//! Dilithium2 detached signatures for creation-request authorization.
//!
//! The launchpad's trusted signer service signs the canonical request
//! digest off-ledger; the engine verifies the detached signature against
//! the configured public key. Keygen accepts an optional seed so the
//! signer service and tests can derive the same keypair deterministically.

use anyhow::{anyhow, Result};
use crystals_dilithium::dilithium2::{
    Keypair as Dilithium2Keypair, PublicKey as Dilithium2PublicKey,
    SecretKey as Dilithium2SecretKey, PUBLICKEYBYTES, SIGNBYTES,
};
use zeroize::{Zeroize, ZeroizeOnDrop};

use crate::hashing::hash_blake3;

/// Dilithium2 public key size in bytes
pub const PUBLIC_KEY_BYTES: usize = PUBLICKEYBYTES;

/// Dilithium2 detached signature size in bytes
pub const SIGNATURE_BYTES: usize = SIGNBYTES;

/// Signer keypair bytes (Dilithium2, crystals-dilithium encoding).
///
/// Zeroized on drop; the secret key never leaves this struct.
#[derive(Clone, Zeroize, ZeroizeOnDrop)]
pub struct SignerKeypair {
    public_key: Vec<u8>,
    secret_key: Vec<u8>,
}

impl SignerKeypair {
    /// Generate a keypair, deterministically when a seed is supplied.
    pub fn generate(seed: Option<&[u8]>) -> Self {
        let keypair = Dilithium2Keypair::generate(seed);
        Self {
            public_key: keypair.public.to_bytes().to_vec(),
            secret_key: keypair.secret.to_bytes().to_vec(),
        }
    }

    /// The public key bytes to register as the trusted signer identity.
    pub fn public_key(&self) -> &[u8] {
        &self.public_key
    }

    /// The 32-byte address derived from this keypair's public key.
    pub fn address(&self) -> [u8; 32] {
        address_from_public_key(&self.public_key)
    }

    /// Produce a detached signature over `message`.
    pub fn sign(&self, message: &[u8]) -> Vec<u8> {
        let sk = Dilithium2SecretKey::from_bytes(&self.secret_key);
        sk.sign(message).to_vec()
    }
}

/// Verify a detached signature against a public key.
///
/// Returns `Ok(false)` for a well-formed signature that does not verify;
/// `Err` only for malformed inputs (wrong key or signature length).
pub fn verify_detached(message: &[u8], signature: &[u8], public_key: &[u8]) -> Result<bool> {
    if public_key.len() != PUBLIC_KEY_BYTES {
        return Err(anyhow!(
            "invalid public key length: {} (expected {})",
            public_key.len(),
            PUBLIC_KEY_BYTES
        ));
    }
    if signature.len() != SIGNATURE_BYTES {
        return Err(anyhow!(
            "invalid signature length: {} (expected {})",
            signature.len(),
            SIGNATURE_BYTES
        ));
    }

    let pk = Dilithium2PublicKey::from_bytes(public_key);
    let mut sig_arr = [0u8; SIGNATURE_BYTES];
    sig_arr.copy_from_slice(signature);

    Ok(pk.verify(message, &sig_arr))
}

/// Derive a 32-byte address from a public key.
pub fn address_from_public_key(public_key: &[u8]) -> [u8; 32] {
    hash_blake3(public_key)
}
//! Launchpad Errors
//!
//! Every error is terminal for the invocation that raised it: the engine
//! commits no state on any `Err`, so callers observe atomic
//! all-or-nothing behavior. Retry is the caller's responsibility.

use lib_types::{Amount, Nonce, Timestamp, TokenId};
use thiserror::Error;

/// Error during launchpad operations
#[derive(Error, Debug, Clone, PartialEq, Eq)]
pub enum LaunchpadError {
    #[error("creation request expired at {expiry}, now {now}")]
    Expired { expiry: Timestamp, now: Timestamp },

    #[error("signature does not verify against the trusted signer")]
    InvalidSignature,

    #[error("nonce mismatch for creator: expected {expected}, got {got}")]
    NonceMismatch { expected: Nonce, got: Nonce },

    #[error("insufficient value attached: have {attached}, need {required}")]
    InsufficientValue { attached: Amount, required: Amount },

    #[error("unknown market: {0:?}")]
    UnknownMarket(TokenId),

    #[error("token already registered: {0:?}")]
    DuplicateToken(TokenId),

    #[error("market {0:?} has graduated; curve trading is disabled")]
    MarketGraduated(TokenId),

    #[error("slippage exceeded: quoted {quoted}, minimum {minimum}")]
    SlippageExceeded { quoted: Amount, minimum: Amount },

    #[error("wallet cap exceeded: cap {cap}, would hold {would_hold}")]
    WalletCapExceeded { cap: Amount, would_hold: Amount },

    #[error("insufficient balance: have {have}, need {need}")]
    InsufficientBalance { have: Amount, need: Amount },

    #[error("market {0:?} already graduated")]
    AlreadyGraduated(TokenId),

    #[error("reentrant invocation rejected")]
    ReentrantCall,

    #[error("arithmetic overflow")]
    ArithmeticOverflow,

    #[error("zero amount not allowed")]
    ZeroAmount,

    #[error("invalid config: {0}")]
    InvalidConfig(String),

    #[error("invalid request: {0}")]
    InvalidRequest(String),

    #[error("pool router rejected graduation: {0}")]
    RouterRejected(String),
}

/// Result type for launchpad operations
pub type LaunchpadResult<T> = Result<T, LaunchpadError>;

###

**Work to be completed:**
Reproduce each line of the records in which the word "that" appears.

**Result of this exercise:**
/// Returns `Ok(false)` for a well-formed signature that does not verify;
//! Every error is terminal for the invocation that raised it: the engine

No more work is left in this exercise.